We can compute $p(y)$ using the CDFs as follows.

\[\begin{align} F_{Y}(y) &= P(Y \leq y)\\ &= P(X^2 \leq y)\\ &= P(X \leq \sqrt{y})\\ &= F_{X}(\sqrt{y})\\ \end{align}\]

Now, $p(y) = F_{Y}’(y) = \frac{dF_{X}(\sqrt{y})}{dy}$ where

\[\begin{align} F_{X}(\sqrt{y}) &= \int_{0}^{\sqrt{y}} p(x) dx\\ &=\left[2\frac{x^2}{2}\right]_{0}^{\sqrt{y}}\\ &=y \end{align}\]

differentiating w.r.t. $y$ we get $\frac{d(y)}{dy} = 1$ which means that $p(y) = \mathcal{U}(0,1)$.

Change of Variables

The method described above can be extended to multivariate distributions $q_0(\mathbf{z})$ and smooth invertible mappings $f: \mathbb{R}^d\Rightarrow\mathbb{R}^d$. Samples $\mathbf{z} \sim q_0(\mathbf{z})$ can be transformed using $f$ to give $\mathbf{y}=f(\mathbf{z})$. The PDF of $\mathbf{y}$ is given by

\[q_1(\mathbf{y}) = q_0(\mathbf{z})\left|\det \frac{\partial f^{-1}}{\partial \mathbf{y}}\right| = q_0(\mathbf{z})\left|\det \frac{\partial f}{\partial \mathbf{z}}\right|^{-1}\tag{1}\label{eq:cov}\]

where the second equality comes from the inverse-function theorem.

Rezende and Mohamed (2015) proposed two different families of invertible transformations: planar flow and radial flow.

Planar Flow

Planar flows use functions of form

\[\begin{align} f(\mathbf{z}) = \mathbf{z} + \mathbf{u}h(\mathbf{w}^\top\mathbf{z} + b) \tag{2}\label{eq:planarfn} \end{align}\]

where $\mathbf{u},\mathbf{w}\in \mathbb{R}^d$, $b \in \mathbb{R}$, and $h$ is an element-wise non-linearity such as $\tanh$.

The Jacobian is then given by

\[\begin{align*} \frac{\partial f(\mathbf{z})}{\partial \mathbf{z}} = \mathbf{I} + \mathbf{u}h'(\mathbf{w}^\top\mathbf{z} + b)\mathbf{w}^\top \end{align*}\]

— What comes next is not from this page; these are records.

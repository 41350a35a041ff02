#![allow(clippy::cast_possible_truncation, clippy::cast_precision_loss)]

use rand::Rng;

use crate::scene::{
    SceneElement,
    factories::{RAIN_HEIGHT, SPHERE_REST_Y},
    geometry::{Mesh, MeshGroup, PointCloud},
};

/// Milliseconds to seconds.
pub const TIME_SCALE: f64 = 0.001;

pub const RAIN_FALL_PER_TICK: f32 = 0.08;
pub const RAIN_FLOOR_Y: f32 = -3.0;

/// Advances every element to `elapsed_ms` on the scene clock.
///
/// Sphere, atmosphere, sun, moon, stars and terrain height are pure functions of time.
/// Cloud drift, spin increments and rainfall accumulate per call.
pub fn advance<R: Rng>(elements: &mut [SceneElement], elapsed_ms: f64, rng: &mut R) {
    let t = (elapsed_ms * TIME_SCALE) as f32;
    for element in elements {
        match element {
            SceneElement::Sphere(mesh) => bob_sphere(mesh, t),
            SceneElement::Atmosphere(points) => turn_atmosphere(points, t),
            SceneElement::Sun(mesh) => orbit(mesh, t, 1.0),
            SceneElement::Moon(mesh) => orbit(mesh, t, -1.0),
            SceneElement::Stars(points) => twinkle(points, t),
            SceneElement::Clouds(group) => drift_clouds(group, t),
            SceneElement::Rain(points) => fall(points, rng),
            SceneElement::Terrain(group) => float_terrain(group, t),
        }
    }
}

fn bob_sphere(mesh: &mut Mesh, t: f32) {
    mesh.transform.position.y = SPHERE_REST_Y + (t * 0.5).sin() * 0.2;
    mesh.transform.rotation.y = t * 0.3;
    mesh.transform.rotation.x = (t * 0.2).sin() * 0.1;
}

fn turn_atmosphere(points: &mut PointCloud, t: f32) {
    points.transform.rotation.y = t * 0.1;
    points.transform.rotation.x = (t * 0.08).sin() * 0.05;
}

fn orbit(mesh: &mut Mesh, t: f32, side: f32) {
    let angle = t * 0.05;
    mesh.transform.position.x = side * 8.0 * angle.cos();
    mesh.transform.position.y = 6.0 * angle.sin();
}

fn twinkle(points: &mut PointCloud, t: f32) {
    if let Some(sizes) = points.sizes.as_mut() {
        for (i, size) in sizes.iter_mut().enumerate() {
            *size = 0.05 + (t * 2.0 + i as f32).sin() * 0.03;
        }
    }
    points.transform.rotation.y = t * 0.02;
}

fn drift_clouds(group: &mut MeshGroup, t: f32) {
    for (i, cloud) in group.children.iter_mut().enumerate() {
        let i = i as f32;
        cloud.transform.position.x += (t * 0.1 + i).sin() * 0.008;
        cloud.transform.position.z += (t * 0.08 + i).cos() * 0.006;
        cloud.transform.rotation.y += 0.001;
    }
}

fn fall<R: Rng>(points: &mut PointCloud, rng: &mut R) {
    for droplet in &mut points.positions {
        droplet.y -= RAIN_FALL_PER_TICK;
        if droplet.y < RAIN_FLOOR_Y {
            droplet.y = rng.random_range(RAIN_HEIGHT);
        }
    }
}

fn float_terrain(group: &mut MeshGroup, t: f32) {
    for (i, piece) in group.children.iter_mut().enumerate() {
        piece.transform.position.y = -2.0 + (t * 0.3 + i as f32).sin() * 0.5;
        piece.transform.rotation.y += 0.005;
    }
}

#[cfg(test)]
mod tests {
    use glam::Vec3;
    use rand::{SeedableRng, rngs::StdRng};

    use super::*;
    use crate::domain::weather::DayPhase;
    use crate::scene::{factories, resources::ResourceLedger};

    #[test]
    fn sun_and_moon_orbit_opposite_sides() {
        let ledger = ResourceLedger::new();
        let mut elements = vec![factories::sun(&ledger), factories::moon(&ledger)];
        advance(&mut elements, 0.0, &mut StdRng::seed_from_u64(0));

        let sun = elements[0].as_mesh().expect("sun").transform.position;
        let moon = elements[1].as_mesh().expect("moon").transform.position;
        assert!((sun.x - 8.0).abs() < 1e-5);
        assert!((moon.x + 8.0).abs() < 1e-5);
        assert!(sun.y.abs() < 1e-5 && moon.y.abs() < 1e-5);
    }

    #[test]
    fn sphere_bobs_around_rest_height() {
        let ledger = ResourceLedger::new();
        let mut elements = vec![factories::temperature_sphere(10.0, DayPhase::Day, &ledger)];
        let mut rng = StdRng::seed_from_u64(0);
        for ms in (0..60_000).step_by(250) {
            advance(&mut elements, f64::from(ms), &mut rng);
            let y = elements[0].as_mesh().expect("sphere").transform.position.y;
            assert!((0.8 - 1e-5..=1.2 + 1e-5).contains(&y), "y = {y}");
        }
    }

    #[test]
    fn star_sizes_oscillate_within_band() {
        let ledger = ResourceLedger::new();
        let mut elements = vec![factories::starfield(&ledger, &mut StdRng::seed_from_u64(5))];
        advance(&mut elements, 12_345.0, &mut StdRng::seed_from_u64(0));
        let stars = elements[0].as_points().expect("stars");
        let sizes = stars.sizes.as_ref().expect("sizes");
        assert!(sizes.iter().all(|s| (0.02 - 1e-6..=0.08 + 1e-6).contains(s)));
        assert!((stars.transform.rotation.y - 12.345 * 0.02).abs() < 1e-5);
    }

    #[test]
    fn clouds_drift_a_little_every_tick() {
        let ledger = ResourceLedger::new();
        let mut elements = vec![factories::clouds(
            60.0,
            DayPhase::Day,
            &ledger,
            &mut StdRng::seed_from_u64(9),
        )];
        let before: Vec<Vec3> = elements[0]
            .as_group()
            .expect("clouds")
            .children
            .iter()
            .map(|c| c.transform.position)
            .collect();

        advance(&mut elements, 1_000.0, &mut StdRng::seed_from_u64(0));

        let group = elements[0].as_group().expect("clouds");
        for (cloud, start) in group.children.iter().zip(&before) {
            let moved = cloud.transform.position - *start;
            assert!(moved.x.abs() <= 0.008 + 1e-6);
            assert!(moved.z.abs() <= 0.006 + 1e-6);
            assert!((cloud.transform.rotation.y - 0.001).abs() < 1e-6);
        }
    }

    #[test]
    fn terrain_height_is_time_driven() {
        let ledger = ResourceLedger::new();
        let mut elements = vec![factories::terrain(
            DayPhase::Day,
            &ledger,
            &mut StdRng::seed_from_u64(4),
        )];
        advance(&mut elements, 3_000.0, &mut StdRng::seed_from_u64(0));
        let group = elements[0].as_group().expect("terrain");
        for (i, piece) in group.children.iter().enumerate() {
            let expected = -2.0 + (3.0_f32 * 0.3 + i as f32).sin() * 0.5;
            assert!((piece.transform.position.y - expected).abs() < 1e-5);
        }
    }
}
#![allow(
    clippy::cast_possible_truncation,
    clippy::cast_sign_loss,
    clippy::unreadable_literal
)]

use serde::{Deserialize, Serialize};

use crate::domain::weather::DayPhase;

/// Linear RGB color with channels in `0.0..=1.0`.
#[derive(Debug, Clone, Copy, PartialEq, Default)]
pub struct Rgb {
    pub r: f32,
    pub g: f32,
    pub b: f32,
}

impl Rgb {
    pub const BLACK: Self = Self::new(0.0, 0.0, 0.0);
    pub const WHITE: Self = Self::new(1.0, 1.0, 1.0);

    #[must_use]
    pub const fn new(r: f32, g: f32, b: f32) -> Self {
        Self { r, g, b }
    }

    #[must_use]
    pub const fn from_hex(hex: u32) -> Self {
        Self {
            r: ((hex >> 16) & 0xff) as f32 / 255.0,
            g: ((hex >> 8) & 0xff) as f32 / 255.0,
            b: (hex & 0xff) as f32 / 255.0,
        }
    }

    /// HSL with every component in `0.0..=1.0`. Hue wraps around.
    #[must_use]
    pub fn from_hsl(hue: f32, saturation: f32, lightness: f32) -> Self {
        let h = hue.rem_euclid(1.0);
        let s = saturation.clamp(0.0, 1.0);
        let l = lightness.clamp(0.0, 1.0);
        if s <= 0.0 {
            return Self::new(l, l, l);
        }

        let q = if l <= 0.5 { l * (1.0 + s) } else { l + s - l * s };
        let p = 2.0 * l - q;
        Self {
            r: hue_to_channel(p, q, h + 1.0 / 3.0),
            g: hue_to_channel(p, q, h),
            b: hue_to_channel(p, q, h - 1.0 / 3.0),
        }
    }

    #[must_use]
    pub fn to_u8(self) -> (u8, u8, u8) {
        let channel = |v: f32| (v.clamp(0.0, 1.0) * 255.0).round() as u8;
        (channel(self.r), channel(self.g), channel(self.b))
    }

    #[must_use]
    pub fn scale(self, k: f32) -> Self {
        Self::new(self.r * k, self.g * k, self.b * k)
    }

    #[must_use]
    pub fn modulate(self, other: Self) -> Self {
        Self::new(self.r * other.r, self.g * other.g, self.b * other.b)
    }

    #[must_use]
    pub fn add(self, other: Self) -> Self {
        Self::new(
            (self.r + other.r).min(1.0),
            (self.g + other.g).min(1.0),
            (self.b + other.b).min(1.0),
        )
    }

    /// Endpoints are exact: `t <= 0` yields `self`, `t >= 1` yields `other`.
    #[must_use]
    pub fn lerp(self, other: Self, t: f32) -> Self {
        let t = t.clamp(0.0, 1.0);
        let mix = |a: f32, b: f32| a * (1.0 - t) + b * t;
        Self::new(
            mix(self.r, other.r),
            mix(self.g, other.g),
            mix(self.b, other.b),
        )
    }
}

fn hue_to_channel(p: f32, q: f32, t: f32) -> f32 {
    let t = t.rem_euclid(1.0);
    if t < 1.0 / 6.0 {
        p + (q - p) * 6.0 * t
    } else if t < 0.5 {
        q
    } else if t < 2.0 / 3.0 {
        p + (q - p) * 6.0 * (2.0 / 3.0 - t)
    } else {
        p
    }
}

#[derive(Debug, Clone, Copy, PartialEq, Eq, PartialOrd, Ord)]
pub enum TemperatureBand {
    VeryCold,
    Cold,
    Cool,
    Mild,
    Warm,
    Hot,
    VeryHot,
}

impl TemperatureBand {
    pub const ALL: [Self; 7] = [
        Self::VeryCold,
        Self::Cold,
        Self::Cool,
        Self::Mild,
        Self::Warm,
        Self::Hot,
        Self::VeryHot,
    ];

    /// Lower bound inclusive, upper bound exclusive; NaN lands in the open top band.
    #[must_use]
    pub fn for_temperature(temp: f32) -> Self {
        if temp < -10.0 {
            Self::VeryCold
        } else if temp < 0.0 {
            Self::Cold
        } else if temp < 10.0 {
            Self::Cool
        } else if temp < 20.0 {
            Self::Mild
        } else if temp < 30.0 {
            Self::Warm
        } else if temp < 35.0 {
            Self::Hot
        } else {
            Self::VeryHot
        }
    }

    fn index(self) -> usize {
        self as usize
    }
}

const DAY_PALETTE: [u32; 7] = [
    0x4a6fa5, 0x5fa5b5, 0x7bb3b5, 0x94c2b5, 0xffb347, 0xff6b6b, 0xff4757,
];

const NIGHT_PALETTE: [u32; 7] = [
    0x2c3e50, 0x34495e, 0x4169a3, 0x487eb0, 0xe67e22, 0xd35400, 0xc23616,
];

#[must_use]
pub fn band_color(band: TemperatureBand, phase: DayPhase) -> Rgb {
    let palette = match phase {
        DayPhase::Day => &DAY_PALETTE,
        DayPhase::Night => &NIGHT_PALETTE,
    };
    Rgb::from_hex(palette[band.index()])
}

#[must_use]
pub fn color_for_temperature(temp: f32, phase: DayPhase) -> Rgb {
    band_color(TemperatureBand::for_temperature(temp), phase)
}

#[derive(Debug, Clone, Copy, PartialEq, Eq, Default, Serialize, Deserialize)]
#[serde(rename_all = "lowercase")]
pub enum IconMode {
    #[default]
    Unicode,
    Ascii,
    Emoji,
}

#[derive(Debug, Clone, Copy, PartialEq, Eq)]
pub enum ConditionIcon {
    Thunderstorm,
    Drizzle,
    Rain,
    Snow,
    Haze,
    Squall,
    Tornado,
    Clear,
    Clouds,
    Default,
}

const CONDITION_ICONS: &[(&str, ConditionIcon)] = &[
    ("thunderstorm", ConditionIcon::Thunderstorm),
    ("drizzle", ConditionIcon::Drizzle),
    ("rain", ConditionIcon::Rain),
    ("snow", ConditionIcon::Snow),
    ("mist", ConditionIcon::Haze),
    ("smoke", ConditionIcon::Haze),
    ("haze", ConditionIcon::Haze),
    ("dust", ConditionIcon::Haze),
    ("fog", ConditionIcon::Haze),
    ("sand", ConditionIcon::Haze),
    ("ash", ConditionIcon::Haze),
    ("squall", ConditionIcon::Squall),
    ("tornado", ConditionIcon::Tornado),
    ("clear", ConditionIcon::Clear),
    ("clouds", ConditionIcon::Clouds),
];

#[must_use]
pub fn icon_for_condition(condition: Option<&str>) -> ConditionIcon {
    let Some(condition) = condition else {
        return ConditionIcon::Default;
    };
    let key = condition.trim().to_lowercase();
    CONDITION_ICONS
        .iter()
        .find_map(|(name, icon)| (*name == key).then_some(*icon))
        .unwrap_or(ConditionIcon::Default)
}

impl ConditionIcon {
    #[must_use]
    pub fn glyph(self, mode: IconMode) -> &'static str {
        match mode {
            IconMode::Ascii => self.ascii(),
            IconMode::Emoji => self.emoji(),
            IconMode::Unicode => self.unicode(),
        }
    }

    #[must_use]
    pub fn emoji(self) -> &'static str {
        match self {
            Self::Thunderstorm => "⛈️",
            Self::Drizzle | Self::Rain => "🌧️",
            Self::Snow => "❄️",
            Self::Haze => "🌫️",
            Self::Squall => "💨",
            Self::Tornado => "🌪️",
            Self::Clear => "☀️",
            Self::Clouds => "☁️",
            Self::Default => "🌤️",
        }
    }

    #[must_use]
    pub fn ascii(self) -> &'static str {
        match self {
            Self::Thunderstorm => "THN",
            Self::Drizzle => "DRZ",
            Self::Rain => "RAN",
            Self::Snow => "SNW",
            Self::Haze => "FOG",
            Self::Squall => "SQL",
            Self::Tornado => "TOR",
            Self::Clear => "SUN",
            Self::Clouds => "CLD",
            Self::Default => "---",
        }
    }

    #[must_use]
    pub fn unicode(self) -> &'static str {
        match self {
            Self::Thunderstorm => "⚡",
            Self::Drizzle | Self::Rain => "☂",
            Self::Snow => "❄",
            Self::Haze => "░",
            Self::Squall => "≋",
            Self::Tornado => "§",
            Self::Clear => "☀",
            Self::Clouds => "☁",
            Self::Default => "◌",
        }
    }
}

Now, using the matrix determinant lemma

\[\begin{align*} \det\frac{\partial f(\mathbf{z})}{\partial \mathbf{z}} &= (1 + h'(\mathbf{w}^\top\mathbf{z} + b)\mathbf{w}^\top\mathbf{I}^{-1}\mathbf{u})\det(\mathbf{I})\\ &=(1 + h'(\mathbf{w}^\top\mathbf{z} + b)\mathbf{w}^\top\mathbf{u})\tag{3}\label{eq:planar-det} \end{align*}\]

Example

Let’s look at a specific example for $\mathbf{z}\in\mathbb{R}^2$. We will apply a planar flow to $\mathbf{z}$ to get $\mathbf{y} = f(\mathbf{z})$.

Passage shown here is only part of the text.